The guidelines state that although being obese is itself not a reason to be admitted to a consultant-led unit, women who are obese are more likely to require an induction of labour, emergency caesarean birth, or a vaginal birth that requires a medical intervention.

The additional care that can be provided promptly in a consultant-led unit must be discussed with each woman so that she can make an informed choice about her planned place of birth, says the guidance.

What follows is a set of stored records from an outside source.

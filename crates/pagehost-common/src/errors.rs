use std::path::PathBuf;

#[derive(Debug, thiserror::Error)]
pub enum ConfigError {
    #[error("config file not found: {0}")]
    FileNotFound(PathBuf),

    #[error("config parse error: {0}")]
    ParseError(String),

    #[error("config validation error: {0}")]
    ValidationError(String),
}

/// Failures reported by a browser surface implementation.
#[derive(Debug, thiserror::Error)]
pub enum SurfaceError {
    #[error("browser engine error: {0}")]
    Engine(String),

    #[error("browser surface is closed")]
    Closed,
}

#[derive(Debug, thiserror::Error)]
pub enum BridgeError {
    #[error(transparent)]
    Surface(#[from] SurfaceError),

    #[error("bridge has been disposed")]
    Disposed,

    #[error("bridge is busy handling a page request")]
    Busy,
}

/// Errors returned by page request handlers. Sent back to the page as the
/// rejection reason of the originating request.
#[derive(Debug, Clone, PartialEq, Eq, thiserror::Error)]
pub enum RequestError {
    #[error("no handler registered for request kind '{0}'")]
    UnknownKind(String),

    #[error("invalid request payload: {0}")]
    InvalidPayload(String),

    #[error("{0}")]
    Failed(String),
}

#[derive(Debug, thiserror::Error)]
pub enum SchemeError {
    #[error("invalid URL scheme: {0}")]
    InvalidScheme(String),

    #[error("invalid scheme host: {0}")]
    InvalidHost(String),
}

#[derive(Debug, thiserror::Error)]
pub enum HostError {
    #[error(transparent)]
    Config(#[from] ConfigError),

    #[error(transparent)]
    Surface(#[from] SurfaceError),

    #[error(transparent)]
    Bridge(#[from] BridgeError),

    #[error(transparent)]
    Scheme(#[from] SchemeError),

    #[error(transparent)]
    Io(#[from] std::io::Error),

    #[error("{0}")]
    Other(String),
}

#[cfg(test)]
mod tests {
    use super::*;

    #[test]
    fn config_error_display() {
        let err = ConfigError::FileNotFound(PathBuf::from("/tmp/missing.toml"));
        assert_eq!(err.to_string(), "config file not found: /tmp/missing.toml");

        let err = ConfigError::ParseError("unexpected token".into());
        assert_eq!(err.to_string(), "config parse error: unexpected token");

        let err = ConfigError::ValidationError("page.scheme is empty".into());
        assert_eq!(
            err.to_string(),
            "config validation error: page.scheme is empty"
        );
    }

    #[test]
    fn surface_error_display() {
        let err = SurfaceError::Engine("webview crashed".into());
        assert_eq!(err.to_string(), "browser engine error: webview crashed");
        assert_eq!(SurfaceError::Closed.to_string(), "browser surface is closed");
    }

    #[test]
    fn bridge_error_from_surface() {
        let err: BridgeError = SurfaceError::Closed.into();
        assert!(matches!(err, BridgeError::Surface(_)));
        assert_eq!(err.to_string(), "browser surface is closed");
    }

    #[test]
    fn request_error_display() {
        let err = RequestError::UnknownKind("openFile".into());
        assert_eq!(
            err.to_string(),
            "no handler registered for request kind 'openFile'"
        );
        assert_eq!(RequestError::Failed("boom".into()).to_string(), "boom");
    }

    #[test]
    fn host_error_from_variants() {
        let err: HostError = SchemeError::InvalidScheme("HTTP".into()).into();
        assert!(matches!(err, HostError::Scheme(_)));
        assert!(err.to_string().contains("HTTP"));

        let err: HostError = BridgeError::Disposed.into();
        assert!(matches!(err, HostError::Bridge(_)));

        let io_err = std::io::Error::new(std::io::ErrorKind::NotFound, "file missing");
        let err: HostError = io_err.into();
        assert!(matches!(err, HostError::Io(_)));
        assert!(err.to_string().contains("file missing"));
    }
}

This requires a multi-disciplinary, individualised approach, and may need to involve consultations with an obstetrician, anaesthetist, and midwife. Women who are obese may also experience difficulty in breastfeeding and may need additional support.

Dr Daghni Rajasingam, consultant obstetrician and RCOG spokesperson, commented: “Pregnant women who are overweight or obese have increasingly more complex health needs. It is crucial that healthcare services – from primary care to maternity services – offer specialist weight management advice and support for women planning a pregnancy, or who are pregnant.”

Dr Max Davie, officer for health promotion for the Royal College of Paediatrics and Child Health added: “Overweight parents are much more likely to have overweight children, and they as a family are more likely to suffer from life changing conditions such as type 2 diabetes. That’s why it is crucial there are support services available for anyone wanting to manage their weight, especially couples wanting to start or expand their family.

“With cuts to public health spending we know that providing these services is becoming increasingly difficult so we hope that the publication of [this] new guidance acts as the catalyst needed to reverse these cuts.”

*Denison FC, et al on behalf of the Royal College of Obstetricians and Gynaecologists. Care of Women with Obesity in Pregnancy. Green-top Guideline No. 72. BJOG 2018; DOI:10.1111/1471-05386.000:1-45.